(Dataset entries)
++++++++

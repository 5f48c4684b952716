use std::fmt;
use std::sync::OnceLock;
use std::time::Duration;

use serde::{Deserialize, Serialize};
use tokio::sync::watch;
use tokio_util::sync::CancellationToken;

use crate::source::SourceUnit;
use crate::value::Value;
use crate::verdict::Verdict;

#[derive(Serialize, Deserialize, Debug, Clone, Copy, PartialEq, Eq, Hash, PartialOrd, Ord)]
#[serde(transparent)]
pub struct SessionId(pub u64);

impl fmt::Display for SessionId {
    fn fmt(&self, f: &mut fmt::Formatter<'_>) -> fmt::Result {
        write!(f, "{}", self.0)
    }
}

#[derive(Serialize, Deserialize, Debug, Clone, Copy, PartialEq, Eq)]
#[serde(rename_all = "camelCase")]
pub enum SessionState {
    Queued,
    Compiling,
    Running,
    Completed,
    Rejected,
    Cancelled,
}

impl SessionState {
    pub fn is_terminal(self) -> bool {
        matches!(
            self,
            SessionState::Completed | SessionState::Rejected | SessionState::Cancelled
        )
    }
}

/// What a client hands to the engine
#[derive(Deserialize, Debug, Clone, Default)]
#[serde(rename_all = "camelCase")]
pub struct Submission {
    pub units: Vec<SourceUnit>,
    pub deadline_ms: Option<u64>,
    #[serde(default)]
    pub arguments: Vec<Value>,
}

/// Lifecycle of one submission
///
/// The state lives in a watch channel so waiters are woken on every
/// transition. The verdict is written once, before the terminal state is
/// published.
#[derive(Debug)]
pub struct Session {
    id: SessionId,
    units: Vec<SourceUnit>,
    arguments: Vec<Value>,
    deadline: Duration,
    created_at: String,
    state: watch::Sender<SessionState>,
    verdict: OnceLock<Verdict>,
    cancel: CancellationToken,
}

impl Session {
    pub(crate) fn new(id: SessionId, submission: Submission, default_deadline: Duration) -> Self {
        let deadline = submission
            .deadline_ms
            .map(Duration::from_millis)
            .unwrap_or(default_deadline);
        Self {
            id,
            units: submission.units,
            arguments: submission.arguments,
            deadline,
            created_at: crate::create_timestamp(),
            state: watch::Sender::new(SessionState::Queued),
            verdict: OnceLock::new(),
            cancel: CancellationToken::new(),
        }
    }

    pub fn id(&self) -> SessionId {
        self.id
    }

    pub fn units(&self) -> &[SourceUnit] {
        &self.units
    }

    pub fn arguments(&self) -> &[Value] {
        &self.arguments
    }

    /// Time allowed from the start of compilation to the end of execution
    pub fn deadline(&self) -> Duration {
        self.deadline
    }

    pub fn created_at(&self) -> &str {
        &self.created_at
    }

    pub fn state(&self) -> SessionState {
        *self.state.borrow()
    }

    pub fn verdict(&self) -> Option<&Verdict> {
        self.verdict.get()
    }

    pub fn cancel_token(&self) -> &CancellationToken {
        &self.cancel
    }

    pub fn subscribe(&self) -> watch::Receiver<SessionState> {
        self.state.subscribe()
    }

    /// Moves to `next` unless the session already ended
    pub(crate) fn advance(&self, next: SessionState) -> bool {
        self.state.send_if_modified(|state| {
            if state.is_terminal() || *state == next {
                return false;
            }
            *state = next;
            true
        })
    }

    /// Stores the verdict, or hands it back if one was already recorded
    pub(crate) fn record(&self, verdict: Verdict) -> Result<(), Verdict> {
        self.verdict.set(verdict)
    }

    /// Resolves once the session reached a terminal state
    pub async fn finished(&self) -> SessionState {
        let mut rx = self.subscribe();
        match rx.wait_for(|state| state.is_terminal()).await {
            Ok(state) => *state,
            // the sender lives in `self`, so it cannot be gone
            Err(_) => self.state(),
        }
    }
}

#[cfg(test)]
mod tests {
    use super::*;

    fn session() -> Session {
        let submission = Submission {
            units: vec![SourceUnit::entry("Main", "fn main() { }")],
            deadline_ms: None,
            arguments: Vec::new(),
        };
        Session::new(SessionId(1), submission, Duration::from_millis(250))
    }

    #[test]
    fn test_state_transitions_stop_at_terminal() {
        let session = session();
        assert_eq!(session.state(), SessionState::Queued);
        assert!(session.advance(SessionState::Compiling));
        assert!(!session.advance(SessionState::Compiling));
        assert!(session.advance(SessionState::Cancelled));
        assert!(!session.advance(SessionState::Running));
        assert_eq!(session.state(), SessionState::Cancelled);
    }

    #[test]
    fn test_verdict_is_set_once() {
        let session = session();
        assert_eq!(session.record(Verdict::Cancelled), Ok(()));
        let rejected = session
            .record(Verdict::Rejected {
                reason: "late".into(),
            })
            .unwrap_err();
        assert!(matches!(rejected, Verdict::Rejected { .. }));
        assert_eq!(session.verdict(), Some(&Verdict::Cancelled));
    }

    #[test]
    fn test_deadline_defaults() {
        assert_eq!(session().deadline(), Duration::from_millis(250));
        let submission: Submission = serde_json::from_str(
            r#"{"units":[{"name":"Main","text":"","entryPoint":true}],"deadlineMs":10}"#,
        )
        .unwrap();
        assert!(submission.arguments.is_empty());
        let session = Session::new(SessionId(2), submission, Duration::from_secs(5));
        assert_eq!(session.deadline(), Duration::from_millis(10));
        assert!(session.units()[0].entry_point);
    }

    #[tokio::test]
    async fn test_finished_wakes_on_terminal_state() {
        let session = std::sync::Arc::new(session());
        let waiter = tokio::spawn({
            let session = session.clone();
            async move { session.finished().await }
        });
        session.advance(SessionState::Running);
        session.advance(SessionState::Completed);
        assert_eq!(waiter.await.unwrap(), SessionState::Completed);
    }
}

++++++++

WHAT TO WORK ON: Set down each entry exactly as it appears above.

WORKED SOLUTION:
repository 5f48c4684b952716
use std::fmt;
use std::sync::OnceLock;
use std::time::Duration;

use serde::{Deserialize, Serialize};
use tokio::sync::watch;
use tokio_util::sync::CancellationToken;

use crate::source::SourceUnit;
use crate::value::Value;
use crate::verdict::Verdict;

#[derive(Serialize, Deserialize, Debug, Clone, Copy, PartialEq, Eq, Hash, PartialOrd, Ord)]
#[serde(transparent)]
pub struct SessionId(pub u64);

impl fmt::Display for SessionId {
    fn fmt(&self, f: &mut fmt::Formatter<'_>) -> fmt::Result {
        write!(f, "{}", self.0)
    }
}

#[derive(Serialize, Deserialize, Debug, Clone, Copy, PartialEq, Eq)]
#[serde(rename_all = "camelCase")]
pub enum SessionState {
    Queued,
    Compiling,
    Running,
    Completed,
    Rejected,
    Cancelled,
}

impl SessionState {
    pub fn is_terminal(self) -> bool {
        matches!(
            self,
            SessionState::Completed | SessionState::Rejected | SessionState::Cancelled
        )
    }
}

/// What a client hands to the engine
#[derive(Deserialize, Debug, Clone, Default)]
#[serde(rename_all = "camelCase")]
pub struct Submission {
    pub units: Vec<SourceUnit>,
    pub deadline_ms: Option<u64>,
    #[serde(default)]
    pub arguments: Vec<Value>,
}

/// Lifecycle of one submission
///
/// The state lives in a watch channel so waiters are woken on every
/// transition. The verdict is written once, before the terminal state is
/// published.
#[derive(Debug)]
pub struct Session {
    id: SessionId,
    units: Vec<SourceUnit>,
    arguments: Vec<Value>,
    deadline: Duration,
    created_at: String,
    state: watch::Sender<SessionState>,
    verdict: OnceLock<Verdict>,
    cancel: CancellationToken,
}

impl Session {
    pub(crate) fn new(id: SessionId, submission: Submission, default_deadline: Duration) -> Self {
        let deadline = submission
            .deadline_ms
            .map(Duration::from_millis)
            .unwrap_or(default_deadline);
        Self {
            id,
            units: submission.units,
            arguments: submission.arguments,
            deadline,
            created_at: crate::create_timestamp(),
            state: watch::Sender::new(SessionState::Queued),
            verdict: OnceLock::new(),
            cancel: CancellationToken::new(),
        }
    }

    pub fn id(&self) -> SessionId {
        self.id
    }

    pub fn units(&self) -> &[SourceUnit] {
        &self.units
    }

    pub fn arguments(&self) -> &[Value] {
        &self.arguments
    }

    /// Time allowed from the start of compilation to the end of execution
    pub fn deadline(&self) -> Duration {
        self.deadline
    }

    pub fn created_at(&self) -> &str {
        &self.created_at
    }

    pub fn state(&self) -> SessionState {
        *self.state.borrow()
    }

    pub fn verdict(&self) -> Option<&Verdict> {
        self.verdict.get()
    }

    pub fn cancel_token(&self) -> &CancellationToken {
        &self.cancel
    }

    pub fn subscribe(&self) -> watch::Receiver<SessionState> {
        self.state.subscribe()
    }

    /// Moves to `next` unless the session already ended
    pub(crate) fn advance(&self, next: SessionState) -> bool {
        self.state.send_if_modified(|state| {
            if state.is_terminal() || *state == next {
                return false;
            }
            *state = next;
            true
        })
    }

    /// Stores the verdict, or hands it back if one was already recorded
    pub(crate) fn record(&self, verdict: Verdict) -> Result<(), Verdict> {
        self.verdict.set(verdict)
    }

    /// Resolves once the session reached a terminal state
    pub async fn finished(&self) -> SessionState {
        let mut rx = self.subscribe();
        match rx.wait_for(|state| state.is_terminal()).await {
            Ok(state) => *state,
            // the sender lives in `self`, so it cannot be gone
            Err(_) => self.state(),
        }
    }
}

#[cfg(test)]
mod tests {
    use super::*;

    fn session() -> Session {
        let submission = Submission {
            units: vec![SourceUnit::entry("Main", "fn main() { }")],
            deadline_ms: None,
            arguments: Vec::new(),
        };
        Session::new(SessionId(1), submission, Duration::from_millis(250))
    }

    #[test]
    fn test_state_transitions_stop_at_terminal() {
        let session = session();
        assert_eq!(session.state(), SessionState::Queued);
        assert!(session.advance(SessionState::Compiling));
        assert!(!session.advance(SessionState::Compiling));
        assert!(session.advance(SessionState::Cancelled));
        assert!(!session.advance(SessionState::Running));
        assert_eq!(session.state(), SessionState::Cancelled);
    }

    #[test]
    fn test_verdict_is_set_once() {
        let session = session();
        assert_eq!(session.record(Verdict::Cancelled), Ok(()));
        let rejected = session
            .record(Verdict::Rejected {
                reason: "late".into(),
            })
            .unwrap_err();
        assert!(matches!(rejected, Verdict::Rejected { .. }));
        assert_eq!(session.verdict(), Some(&Verdict::Cancelled));
    }

    #[test]
    fn test_deadline_defaults() {
        assert_eq!(session().deadline(), Duration::from_millis(250));
        let submission: Submission = serde_json::from_str(
            r#"{"units":[{"name":"Main","text":"","entryPoint":true}],"deadlineMs":10}"#,
        )
        .unwrap();
        assert!(submission.arguments.is_empty());
        let session = Session::new(SessionId(2), submission, Duration::from_secs(5));
        assert_eq!(session.deadline(), Duration::from_millis(10));
        assert!(session.units()[0].entry_point);
    }

    #[tokio::test]
    async fn test_finished_wakes_on_terminal_state() {
        let session = std::sync::Arc::new(session());
        let waiter = tokio::spawn({
            let session = session.clone();
            async move { session.finished().await }
        });
        session.advance(SessionState::Running);
        session.advance(SessionState::Completed);
        assert_eq!(waiter.await.unwrap(), SessionState::Completed);
    }
}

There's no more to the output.